_Collected data:_
•••
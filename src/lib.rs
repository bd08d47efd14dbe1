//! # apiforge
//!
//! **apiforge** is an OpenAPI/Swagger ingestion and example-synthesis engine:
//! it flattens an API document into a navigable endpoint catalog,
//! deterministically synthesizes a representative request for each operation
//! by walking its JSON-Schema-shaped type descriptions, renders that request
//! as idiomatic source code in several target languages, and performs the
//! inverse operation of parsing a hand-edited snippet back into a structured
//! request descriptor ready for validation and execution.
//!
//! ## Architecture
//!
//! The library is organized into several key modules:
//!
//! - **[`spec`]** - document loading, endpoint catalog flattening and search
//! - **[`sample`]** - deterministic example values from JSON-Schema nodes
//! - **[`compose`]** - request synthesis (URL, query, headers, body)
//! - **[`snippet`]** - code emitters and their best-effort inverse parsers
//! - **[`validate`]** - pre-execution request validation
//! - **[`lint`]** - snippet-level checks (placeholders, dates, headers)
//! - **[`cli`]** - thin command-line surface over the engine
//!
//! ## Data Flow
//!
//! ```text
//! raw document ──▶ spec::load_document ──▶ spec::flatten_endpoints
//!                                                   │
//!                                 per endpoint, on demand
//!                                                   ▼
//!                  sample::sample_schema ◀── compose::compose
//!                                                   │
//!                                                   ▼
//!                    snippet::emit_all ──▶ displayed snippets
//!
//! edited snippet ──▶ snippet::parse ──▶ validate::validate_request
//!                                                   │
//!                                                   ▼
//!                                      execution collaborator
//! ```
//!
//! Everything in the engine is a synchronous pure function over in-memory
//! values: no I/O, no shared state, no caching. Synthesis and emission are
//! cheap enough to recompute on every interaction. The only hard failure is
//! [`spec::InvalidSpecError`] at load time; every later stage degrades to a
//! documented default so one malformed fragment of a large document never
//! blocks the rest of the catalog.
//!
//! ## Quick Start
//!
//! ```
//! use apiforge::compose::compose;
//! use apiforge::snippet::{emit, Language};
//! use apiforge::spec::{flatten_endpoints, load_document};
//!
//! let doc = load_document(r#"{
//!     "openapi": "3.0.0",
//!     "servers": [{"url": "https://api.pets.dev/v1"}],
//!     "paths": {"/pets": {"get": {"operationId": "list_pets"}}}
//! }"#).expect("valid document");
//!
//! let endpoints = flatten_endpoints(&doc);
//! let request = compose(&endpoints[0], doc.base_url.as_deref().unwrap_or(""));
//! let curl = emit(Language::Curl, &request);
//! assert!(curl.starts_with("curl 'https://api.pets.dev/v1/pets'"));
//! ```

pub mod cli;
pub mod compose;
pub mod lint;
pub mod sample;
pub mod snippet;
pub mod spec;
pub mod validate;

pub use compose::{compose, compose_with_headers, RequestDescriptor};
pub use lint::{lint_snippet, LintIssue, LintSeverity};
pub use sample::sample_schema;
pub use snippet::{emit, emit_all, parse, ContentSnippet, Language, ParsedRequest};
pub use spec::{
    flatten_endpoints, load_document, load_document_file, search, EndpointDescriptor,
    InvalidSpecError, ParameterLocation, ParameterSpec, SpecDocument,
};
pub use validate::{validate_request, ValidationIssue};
•••
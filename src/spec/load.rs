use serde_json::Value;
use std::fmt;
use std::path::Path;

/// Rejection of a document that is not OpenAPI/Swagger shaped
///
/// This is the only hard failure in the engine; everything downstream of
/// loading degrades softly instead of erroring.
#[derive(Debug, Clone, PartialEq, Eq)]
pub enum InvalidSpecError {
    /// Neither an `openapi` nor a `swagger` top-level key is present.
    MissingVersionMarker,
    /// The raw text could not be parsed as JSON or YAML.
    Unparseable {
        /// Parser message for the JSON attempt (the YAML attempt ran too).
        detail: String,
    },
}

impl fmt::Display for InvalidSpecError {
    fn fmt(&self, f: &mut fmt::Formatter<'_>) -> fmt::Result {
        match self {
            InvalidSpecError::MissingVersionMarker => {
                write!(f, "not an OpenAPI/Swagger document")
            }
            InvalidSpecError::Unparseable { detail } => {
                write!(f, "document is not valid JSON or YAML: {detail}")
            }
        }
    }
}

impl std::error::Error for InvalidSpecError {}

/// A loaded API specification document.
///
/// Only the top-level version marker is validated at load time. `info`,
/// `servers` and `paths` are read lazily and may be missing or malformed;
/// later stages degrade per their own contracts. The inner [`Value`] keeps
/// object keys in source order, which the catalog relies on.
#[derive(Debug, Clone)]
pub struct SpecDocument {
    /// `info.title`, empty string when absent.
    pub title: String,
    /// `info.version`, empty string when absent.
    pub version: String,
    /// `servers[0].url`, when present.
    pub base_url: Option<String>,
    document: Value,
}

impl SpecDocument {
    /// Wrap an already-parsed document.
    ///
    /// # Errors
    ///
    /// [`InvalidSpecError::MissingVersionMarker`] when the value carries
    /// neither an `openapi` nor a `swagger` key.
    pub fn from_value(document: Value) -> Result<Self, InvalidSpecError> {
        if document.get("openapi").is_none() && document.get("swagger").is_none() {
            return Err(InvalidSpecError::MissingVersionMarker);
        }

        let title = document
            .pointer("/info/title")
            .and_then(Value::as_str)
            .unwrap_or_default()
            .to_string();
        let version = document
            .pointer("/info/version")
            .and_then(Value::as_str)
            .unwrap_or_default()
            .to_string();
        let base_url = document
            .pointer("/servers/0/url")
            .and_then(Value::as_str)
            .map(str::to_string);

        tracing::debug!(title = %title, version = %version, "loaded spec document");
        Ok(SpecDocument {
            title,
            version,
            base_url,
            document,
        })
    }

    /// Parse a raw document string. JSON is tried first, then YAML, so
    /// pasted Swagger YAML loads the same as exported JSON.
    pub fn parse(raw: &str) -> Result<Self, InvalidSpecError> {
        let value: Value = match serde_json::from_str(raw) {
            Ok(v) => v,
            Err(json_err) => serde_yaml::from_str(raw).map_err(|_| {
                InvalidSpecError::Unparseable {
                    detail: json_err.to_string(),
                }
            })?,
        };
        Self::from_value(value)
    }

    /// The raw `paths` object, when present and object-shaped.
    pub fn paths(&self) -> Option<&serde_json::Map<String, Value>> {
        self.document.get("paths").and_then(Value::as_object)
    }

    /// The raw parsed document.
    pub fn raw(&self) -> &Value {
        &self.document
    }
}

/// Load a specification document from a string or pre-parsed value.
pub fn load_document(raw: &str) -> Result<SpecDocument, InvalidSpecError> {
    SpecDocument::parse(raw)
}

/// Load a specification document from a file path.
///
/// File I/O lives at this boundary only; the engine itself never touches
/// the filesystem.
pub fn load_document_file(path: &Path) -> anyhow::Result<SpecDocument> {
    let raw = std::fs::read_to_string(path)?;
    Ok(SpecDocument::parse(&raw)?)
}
•••
_What you are asked to do:_
Set aside each line above that includes the string "filename" and report it.

_Problem solution:_
filename src/lib.rs
filename src/spec/load.rs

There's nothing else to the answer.